**Exercise**
Filter this material down to the lines that contain the string "allnet", and return those lines.
* * * *
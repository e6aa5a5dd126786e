//! Broadcast-key directories (spec §3/§4.7/§6): `~/.allnet/own_bc_keys/
//! <ahra>` holds a keypair we generated and publish under that AHRA;
//! `~/.allnet/other_bc_keys/<ahra>` caches a peer's broadcast public key
//! once we've verified it binds to the claimed AHRA.

use std::fs;
use std::path::PathBuf;

use rsa::{RsaPrivateKey, RsaPublicKey};

use crate::ahra::{verify_bc_key, Ahra};
use crate::error::StoreError;
use crate::pem;

pub struct BcKeyStore {
    own_dir: PathBuf,
    other_dir: PathBuf,
}

impl BcKeyStore {
    pub fn open(root: impl Into<PathBuf>) -> Result<Self, StoreError> {
        let root = root.into();
        let own_dir = root.join("own_bc_keys");
        let other_dir = root.join("other_bc_keys");
        fs::create_dir_all(&own_dir)?;
        fs::create_dir_all(&other_dir)?;
        Ok(Self { own_dir, other_dir })
    }

    /// Publishes our own broadcast keypair under its AHRA's formatted text.
    pub fn save_own(&self, ahra: &Ahra, key: &RsaPrivateKey) -> Result<(), StoreError> {
        fs::write(self.own_dir.join(ahra.format()), pem::write_private_key(key)?)?;
        Ok(())
    }

    pub fn load_own(&self, ahra_text: &str) -> Result<RsaPrivateKey, StoreError> {
        pem::read_private_key(&fs::read_to_string(self.own_dir.join(ahra_text))?)
    }

    /// Every AHRA we currently publish a broadcast keypair for.
    pub fn own_ahras(&self) -> Result<Vec<String>, StoreError> {
        let mut names = Vec::new();
        for entry in fs::read_dir(&self.own_dir)? {
            if let Ok(name) = entry?.file_name().into_string() {
                names.push(name);
            }
        }
        names.sort();
        Ok(names)
    }

    fn save_other(&self, ahra_text: &str, key: &RsaPublicKey) -> Result<(), StoreError> {
        fs::write(self.other_dir.join(ahra_text), pem::write_public_key(key)?)?;
        Ok(())
    }

    pub fn load_other(&self, ahra_text: &str) -> Result<RsaPublicKey, StoreError> {
        pem::read_public_key(&fs::read_to_string(self.other_dir.join(ahra_text))?)
    }

    /// `verify_bc_key(ahra, key_bytes, default_lang, default_bits, save?)`
    /// (spec §4.7): fills in a missing language or bitstring-width tag in
    /// `ahra_text` with the caller's defaults, re-derives the position
    /// list against `pubkey` and checks every position matches, and
    /// caches the key under `other_bc_keys/` when `save` is set and the
    /// key verified.
    pub fn verify_and_maybe_save(
        &self,
        ahra_text: &str,
        pubkey: &RsaPublicKey,
        default_lang: &str,
        default_bits: usize,
        save: bool,
    ) -> Result<bool, StoreError> {
        let mut ahra = Ahra::parse(ahra_text)?;
        if ahra.lang.is_none() {
            ahra.lang = Some(default_lang.to_string());
        }
        if ahra.bitstring_bits.is_none() {
            ahra.bitstring_bits = Some(default_bits);
        }
        let ok = verify_bc_key(&ahra, pubkey);
        if ok && save {
            self.save_other(ahra_text, pubkey)?;
        }
        Ok(ok)
    }
}

#[cfg(test)]
mod tests {
    use super::*;
    use crate::ahra::generate_key;
    use rand::rngs::StdRng;
    use rand::SeedableRng;

    #[test]
    fn own_key_round_trips_by_ahra() {
        let dir = tempfile::tempdir().unwrap();
        let store = BcKeyStore::open(dir.path()).unwrap();
        let mut rng = StdRng::seed_from_u64(1);
        let (priv_key, ahra) = generate_key(&mut rng, 1024, "hello world", "en", 8, 2);

        store.save_own(&ahra, &priv_key).unwrap();
        assert_eq!(store.own_ahras().unwrap(), vec![ahra.format()]);
        let loaded = store.load_own(&ahra.format()).unwrap();
        assert_eq!(loaded.to_public_key_der_bytes(), priv_key.to_public_key_der_bytes());
    }

    #[test]
    fn verify_and_save_caches_a_valid_key_and_fills_in_defaults() {
        let dir = tempfile::tempdir().unwrap();
        let store = BcKeyStore::open(dir.path()).unwrap();
        let mut rng = StdRng::seed_from_u64(2);
        let (priv_key, ahra) = generate_key(&mut rng, 1024, "hello world", "en", 8, 2);
        let pub_key = RsaPublicKey::from(&priv_key);
        let bare = ahra.canonical().format();

        let ok = store
            .verify_and_maybe_save(&bare, &pub_key, "en", 8, true)
            .unwrap();
        assert!(ok);
        assert!(store.load_other(&bare).is_ok());
    }

    #[test]
    fn verify_without_save_does_not_cache() {
        let dir = tempfile::tempdir().unwrap();
        let store = BcKeyStore::open(dir.path()).unwrap();
        let mut rng = StdRng::seed_from_u64(3);
        let (priv_key, ahra) = generate_key(&mut rng, 1024, "hi", "en", 8, 2);
        let pub_key = RsaPublicKey::from(&priv_key);

        let ok = store
            .verify_and_maybe_save(&ahra.format(), &pub_key, "en", 8, false)
            .unwrap();
        assert!(ok);
        assert!(store.load_other(&ahra.format()).is_err());
    }

    #[test]
    fn wrong_key_fails_verification() {
        let dir = tempfile::tempdir().unwrap();
        let store = BcKeyStore::open(dir.path()).unwrap();
        let mut rng = StdRng::seed_from_u64(4);
        let (_priv_key, ahra) = generate_key(&mut rng, 1024, "hi there", "en", 8, 2);
        let other_priv = rsa::RsaPrivateKey::new(&mut rng, 1024).unwrap();
        let other_pub = RsaPublicKey::from(&other_priv);

        let ok = store
            .verify_and_maybe_save(&ahra.format(), &other_pub, "en", 8, true)
            .unwrap();
        assert!(!ok);
    }

    trait PublicDer {
        fn to_public_key_der_bytes(&self) -> Vec<u8>;
    }
    impl PublicDer for RsaPrivateKey {
        fn to_public_key_der_bytes(&self) -> Vec<u8> {
            use pkcs8::EncodePublicKey;
            RsaPublicKey::from(self)
                .to_public_key_der()
                .unwrap()
                .as_bytes()
                .to_vec()
        }
    }
}
#[cfg(test)]
mod tests {
    use super::*;

    fn sample_header(mt: MessageType) -> Header {
        Header {
            message_type: mt,
            hops: 0,
            max_hops: 10,
            sig_algo: SigAlgo::None,
            transport: TransportFlags(TransportFlags::ACK_REQ),
            source: Address::new([1, 2, 3, 4, 0, 0, 0, 0], 32).unwrap(),
            destination: Address::new([5, 6, 0, 0, 0, 0, 0, 0], 16).unwrap(),
        }
    }

    #[test]
    fn header_round_trips() {
        let h = sample_header(MessageType::Data);
        let mut buf = Vec::new();
        h.encode(&mut buf);
        assert_eq!(buf.len(), HEADER_SIZE);
        let (decoded, rest) = Header::decode(&buf).unwrap();
        assert_eq!(decoded, h);
        assert!(rest.is_empty());
    }

    #[test]
    fn short_buffer_is_malformed() {
        let buf = [0u8; HEADER_SIZE - 1];
        assert!(matches!(
            Header::decode(&buf),
            Err(ProtoError::MalformedPacket { .. })
        ));
    }

    #[test]
    fn bad_version_is_rejected() {
        let mut buf = vec![0u8; HEADER_SIZE];
        buf[0] = 9;
        assert!(matches!(
            Header::decode(&buf),
            Err(ProtoError::UnsupportedVersion(9))
        ));
    }

    #[test]
    fn wants_ack_uses_corrected_semantics() {
        assert!(TransportFlags(TransportFlags::ACK_REQ).wants_ack());
        assert!(!TransportFlags(TransportFlags::DO_NOT_CACHE).wants_ack());
        assert!(TransportFlags(TransportFlags::ACK_REQ | TransportFlags::DO_NOT_CACHE).wants_ack());
    }

    #[test]
    fn packet_round_trips_data() {
        let header = sample_header(MessageType::Data);
        let packet = Packet::Data {
            header,
            payload: vec![1, 2, 3, 4, 5],
        };
        let encoded = packet.encode();
        let decoded = Packet::decode(&encoded).unwrap();
        assert_eq!(decoded, packet);
    }

    #[test]
    fn packet_round_trips_ack() {
        let header = sample_header(MessageType::Ack);
        let packet = Packet::Ack {
            header,
            acked: vec![[7u8; ID_SIZE], [9u8; ID_SIZE]],
        };
        let encoded = packet.encode();
        let decoded = Packet::decode(&encoded).unwrap();
        assert_eq!(decoded, packet);
    }

    #[test]
    fn mgmt_beacon_round_trips() {
        let header = sample_header(MessageType::Mgmt);
        let body = MgmtBody::Beacon(BeaconBody {
            receiver_nonce: [3u8; 32],
            awake_time_ns: 123_456,
        });
        let packet = Packet::Mgmt { header, body };
        let encoded = packet.encode();
        let decoded = Packet::decode(&encoded).unwrap();
        assert_eq!(decoded, packet);
    }

    #[test]
    fn signature_splits_and_reassembles() {
        let body = vec![1, 2, 3, 4];
        let sig = vec![0xaa; 64];
        let mut buf = body.clone();
        append_signature(&mut buf, &sig);
        let (split_body, split_sig) = split_signature(&buf, SigAlgo::RsaPkcs1).unwrap();
        assert_eq!(split_body, body.as_slice());
        assert_eq!(split_sig, Some(sig.as_slice()));
    }

    #[test]
    fn no_signature_when_sig_algo_none() {
        let buf = vec![1, 2, 3];
        let (body, sig) = split_signature(&buf, SigAlgo::None).unwrap();
        assert_eq!(body, buf.as_slice());
        assert_eq!(sig, None);
    }
}
//! Wire layout for the key-request management sub-body (spec §4.7/§6,
//! component table's "key-request responder"): a requester names a
//! broadcast key by its AHRA text and the responder sends back the
//! matching public key. The layout also carries an optional RSA public
//! key for an encrypted reply; spec §9 notes the original source disables
//! that path (`#if 0`), so it is parsed/emitted here for wire
//! compatibility only and never acted upon by the responder.

use crate::error::ProtoError;

const FIXED_SIZE: usize = 4;

#[derive(Debug, Clone, PartialEq, Eq)]
pub struct KeyRequest {
    pub ahra: String,
    pub reply_pubkey: Vec<u8>,
}

impl KeyRequest {
    pub fn encode(&self) -> Vec<u8> {
        let ahra_bytes = self.ahra.as_bytes();
        let mut out = Vec::with_capacity(FIXED_SIZE + ahra_bytes.len() + self.reply_pubkey.len());
        out.extend_from_slice(&(ahra_bytes.len() as u16).to_be_bytes());
        out.extend_from_slice(&(self.reply_pubkey.len() as u16).to_be_bytes());
        out.extend_from_slice(ahra_bytes);
        out.extend_from_slice(&self.reply_pubkey);
        out
    }

    pub fn decode(buf: &[u8]) -> Result<Self, ProtoError> {
        if buf.len() < FIXED_SIZE {
            return Err(ProtoError::MalformedPacket {
                need: FIXED_SIZE,
                got: buf.len(),
            });
        }
        let ahra_len = u16::from_be_bytes([buf[0], buf[1]]) as usize;
        let pubkey_len = u16::from_be_bytes([buf[2], buf[3]]) as usize;
        let needed = FIXED_SIZE + ahra_len + pubkey_len;
        if buf.len() < needed {
            return Err(ProtoError::InconsistentLength {
                declared: needed,
                remaining: buf.len(),
            });
        }
        let ahra = String::from_utf8(buf[FIXED_SIZE..FIXED_SIZE + ahra_len].to_vec())
            .map_err(|_| ProtoError::MalformedPacket { need: ahra_len, got: 0 })?;
        let reply_pubkey = buf[FIXED_SIZE + ahra_len..needed].to_vec();
        Ok(Self { ahra, reply_pubkey })
    }
}

/// A key-request reply body: the responder's public key bytes (DER), or
/// empty when no matching broadcast key was found.
#[derive(Debug, Clone, PartialEq, Eq, Default)]
pub struct KeyRequestReply {
    pub pubkey: Vec<u8>,
}

impl KeyRequestReply {
    pub fn encode(&self) -> Vec<u8> {
        self.pubkey.clone()
    }

    pub fn decode(buf: &[u8]) -> Self {
        Self {
            pubkey: buf.to_vec(),
        }
    }
}

#[cfg(test)]
mod tests {
    use super::*;

    #[test]
    fn key_request_round_trips_with_reply_key() {
        let req = KeyRequest {
            ahra: "hello world@3.17.40,en,16".to_string(),
            reply_pubkey: vec![1, 2, 3, 4],
        };
        let encoded = req.encode();
        let decoded = KeyRequest::decode(&encoded).unwrap();
        assert_eq!(decoded, req);
    }

    #[test]
    fn key_request_round_trips_without_reply_key() {
        let req = KeyRequest {
            ahra: "x@1".to_string(),
            reply_pubkey: vec![],
        };
        let decoded = KeyRequest::decode(&req.encode()).unwrap();
        assert_eq!(decoded, req);
    }

    #[test]
    fn short_buffer_is_malformed() {
        assert!(KeyRequest::decode(&[0, 1]).is_err());
    }

    #[test]
    fn reply_round_trips() {
        let reply = KeyRequestReply {
            pubkey: vec![9, 9, 9],
        };
        assert_eq!(KeyRequestReply::decode(&reply.encode()), reply);
    }

    #[test]
    fn empty_reply_means_no_match() {
        let reply = KeyRequestReply::default();
        assert!(reply.pubkey.is_empty());
    }
}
* * * *
**Expected output**
//! Broadcast-key directories (spec §3/§4.7/§6): `~/.allnet/own_bc_keys/
//! `~/.allnet/other_bc_keys/<ahra>` caches a peer's broadcast public key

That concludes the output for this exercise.